◆ THE PROBLEM ◆
Lines below that include "myspace" are the answer; copy each one.

◆ DATASET ENTRIES ◆
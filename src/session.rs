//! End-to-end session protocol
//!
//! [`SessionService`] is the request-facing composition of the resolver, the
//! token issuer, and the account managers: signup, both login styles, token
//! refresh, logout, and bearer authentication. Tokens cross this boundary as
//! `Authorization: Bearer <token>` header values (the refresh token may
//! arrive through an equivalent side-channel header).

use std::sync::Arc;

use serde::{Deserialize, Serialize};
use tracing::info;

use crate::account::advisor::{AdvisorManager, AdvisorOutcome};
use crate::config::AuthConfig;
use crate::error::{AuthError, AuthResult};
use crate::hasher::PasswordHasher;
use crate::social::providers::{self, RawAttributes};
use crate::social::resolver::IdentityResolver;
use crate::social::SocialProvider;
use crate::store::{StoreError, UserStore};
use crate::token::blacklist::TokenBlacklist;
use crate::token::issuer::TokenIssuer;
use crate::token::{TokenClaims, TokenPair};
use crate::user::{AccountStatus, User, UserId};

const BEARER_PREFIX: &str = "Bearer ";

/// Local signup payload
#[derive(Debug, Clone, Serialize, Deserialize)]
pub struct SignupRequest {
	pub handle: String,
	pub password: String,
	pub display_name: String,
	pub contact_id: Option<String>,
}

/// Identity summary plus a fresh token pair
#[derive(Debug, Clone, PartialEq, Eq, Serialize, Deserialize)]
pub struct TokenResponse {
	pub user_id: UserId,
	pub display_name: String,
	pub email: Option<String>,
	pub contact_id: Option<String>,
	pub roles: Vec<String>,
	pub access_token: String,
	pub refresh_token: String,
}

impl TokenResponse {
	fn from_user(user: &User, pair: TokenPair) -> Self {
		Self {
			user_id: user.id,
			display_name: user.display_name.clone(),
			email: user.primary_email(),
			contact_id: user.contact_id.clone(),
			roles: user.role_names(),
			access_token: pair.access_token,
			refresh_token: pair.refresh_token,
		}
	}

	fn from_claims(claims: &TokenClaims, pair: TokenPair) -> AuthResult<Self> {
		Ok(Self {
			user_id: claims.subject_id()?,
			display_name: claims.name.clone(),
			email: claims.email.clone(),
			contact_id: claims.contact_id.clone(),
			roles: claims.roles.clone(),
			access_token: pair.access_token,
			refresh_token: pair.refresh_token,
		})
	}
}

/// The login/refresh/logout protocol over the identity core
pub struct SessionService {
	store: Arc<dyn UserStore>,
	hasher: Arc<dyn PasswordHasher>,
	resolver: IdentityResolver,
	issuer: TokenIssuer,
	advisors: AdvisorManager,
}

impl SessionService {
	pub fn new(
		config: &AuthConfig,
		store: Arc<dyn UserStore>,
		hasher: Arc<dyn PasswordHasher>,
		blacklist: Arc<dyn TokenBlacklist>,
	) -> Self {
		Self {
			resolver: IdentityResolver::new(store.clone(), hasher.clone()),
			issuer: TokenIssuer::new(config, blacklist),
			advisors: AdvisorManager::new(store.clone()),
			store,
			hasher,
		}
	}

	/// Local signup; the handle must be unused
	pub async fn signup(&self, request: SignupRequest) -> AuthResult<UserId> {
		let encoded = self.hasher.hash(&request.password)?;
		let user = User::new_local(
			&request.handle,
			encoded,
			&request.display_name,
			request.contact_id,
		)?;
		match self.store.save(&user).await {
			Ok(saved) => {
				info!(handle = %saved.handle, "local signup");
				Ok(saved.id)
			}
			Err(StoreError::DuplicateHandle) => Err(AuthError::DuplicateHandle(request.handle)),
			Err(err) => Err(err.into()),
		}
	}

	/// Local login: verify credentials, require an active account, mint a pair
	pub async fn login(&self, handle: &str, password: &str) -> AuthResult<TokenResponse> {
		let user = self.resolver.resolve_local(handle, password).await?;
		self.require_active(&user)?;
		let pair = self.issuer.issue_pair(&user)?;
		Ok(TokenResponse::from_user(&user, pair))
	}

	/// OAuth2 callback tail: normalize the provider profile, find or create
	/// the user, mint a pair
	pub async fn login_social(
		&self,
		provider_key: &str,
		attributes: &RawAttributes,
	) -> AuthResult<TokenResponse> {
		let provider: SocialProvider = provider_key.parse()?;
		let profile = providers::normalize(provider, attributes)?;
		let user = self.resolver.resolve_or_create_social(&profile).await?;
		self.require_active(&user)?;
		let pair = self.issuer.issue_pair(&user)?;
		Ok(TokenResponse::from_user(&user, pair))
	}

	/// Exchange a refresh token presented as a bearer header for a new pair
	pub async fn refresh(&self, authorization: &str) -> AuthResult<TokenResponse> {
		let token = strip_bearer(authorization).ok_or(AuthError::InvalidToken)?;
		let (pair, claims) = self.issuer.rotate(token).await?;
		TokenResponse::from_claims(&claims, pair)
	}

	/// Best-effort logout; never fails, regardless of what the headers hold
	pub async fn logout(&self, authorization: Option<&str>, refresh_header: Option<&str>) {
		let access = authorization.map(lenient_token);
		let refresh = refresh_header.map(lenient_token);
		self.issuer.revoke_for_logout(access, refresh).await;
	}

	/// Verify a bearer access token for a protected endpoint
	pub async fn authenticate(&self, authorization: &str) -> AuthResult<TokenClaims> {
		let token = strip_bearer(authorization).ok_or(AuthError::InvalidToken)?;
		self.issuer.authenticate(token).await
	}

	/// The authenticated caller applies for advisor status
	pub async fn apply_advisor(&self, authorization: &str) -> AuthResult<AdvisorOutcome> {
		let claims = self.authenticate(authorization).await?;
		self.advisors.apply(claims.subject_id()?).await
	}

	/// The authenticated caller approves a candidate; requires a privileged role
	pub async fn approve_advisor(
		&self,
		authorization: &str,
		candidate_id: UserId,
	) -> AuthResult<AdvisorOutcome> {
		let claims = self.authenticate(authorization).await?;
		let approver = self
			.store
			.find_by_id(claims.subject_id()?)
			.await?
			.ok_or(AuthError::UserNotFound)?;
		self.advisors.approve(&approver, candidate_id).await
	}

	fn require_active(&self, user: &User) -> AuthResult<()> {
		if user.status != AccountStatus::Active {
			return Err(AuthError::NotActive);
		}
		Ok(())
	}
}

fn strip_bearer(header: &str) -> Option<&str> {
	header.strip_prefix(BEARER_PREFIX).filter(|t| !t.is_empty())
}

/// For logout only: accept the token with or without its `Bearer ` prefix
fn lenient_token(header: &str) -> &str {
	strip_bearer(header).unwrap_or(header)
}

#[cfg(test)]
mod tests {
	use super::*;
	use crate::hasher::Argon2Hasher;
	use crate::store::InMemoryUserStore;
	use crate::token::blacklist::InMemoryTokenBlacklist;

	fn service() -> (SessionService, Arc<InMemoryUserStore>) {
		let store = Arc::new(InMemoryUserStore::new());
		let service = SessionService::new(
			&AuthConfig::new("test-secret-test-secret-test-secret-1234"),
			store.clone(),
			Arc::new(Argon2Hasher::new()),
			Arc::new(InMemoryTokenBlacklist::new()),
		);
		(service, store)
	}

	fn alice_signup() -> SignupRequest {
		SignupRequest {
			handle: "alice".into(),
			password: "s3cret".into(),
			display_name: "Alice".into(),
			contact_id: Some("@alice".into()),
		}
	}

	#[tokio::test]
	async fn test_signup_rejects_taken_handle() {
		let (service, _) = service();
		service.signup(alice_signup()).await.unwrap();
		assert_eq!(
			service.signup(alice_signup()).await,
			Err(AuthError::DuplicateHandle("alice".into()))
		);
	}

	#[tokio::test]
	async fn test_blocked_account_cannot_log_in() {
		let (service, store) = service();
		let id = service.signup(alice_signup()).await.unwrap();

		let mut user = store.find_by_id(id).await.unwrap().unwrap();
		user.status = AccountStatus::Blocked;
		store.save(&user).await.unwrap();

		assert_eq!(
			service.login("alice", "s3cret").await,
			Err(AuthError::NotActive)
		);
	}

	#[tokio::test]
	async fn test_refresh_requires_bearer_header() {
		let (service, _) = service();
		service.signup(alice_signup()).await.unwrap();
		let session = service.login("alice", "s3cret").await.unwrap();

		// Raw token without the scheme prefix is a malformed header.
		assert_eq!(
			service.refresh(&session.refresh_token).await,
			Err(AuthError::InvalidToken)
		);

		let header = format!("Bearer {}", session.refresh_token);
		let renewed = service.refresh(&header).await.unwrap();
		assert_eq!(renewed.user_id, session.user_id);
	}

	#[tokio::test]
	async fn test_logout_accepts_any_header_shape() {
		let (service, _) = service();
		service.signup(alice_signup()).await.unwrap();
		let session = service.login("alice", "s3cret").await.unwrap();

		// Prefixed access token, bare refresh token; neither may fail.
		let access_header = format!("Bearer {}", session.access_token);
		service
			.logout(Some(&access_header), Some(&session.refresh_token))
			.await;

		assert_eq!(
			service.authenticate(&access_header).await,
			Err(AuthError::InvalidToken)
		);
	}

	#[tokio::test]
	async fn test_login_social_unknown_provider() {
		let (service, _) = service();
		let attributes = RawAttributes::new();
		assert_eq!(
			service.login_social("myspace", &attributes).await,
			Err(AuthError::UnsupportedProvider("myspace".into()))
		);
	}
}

◆ EXPECTED ANSWER ◆
			service.login_social("myspace", &attributes).await,
			Err(AuthError::UnsupportedProvider("myspace".into()))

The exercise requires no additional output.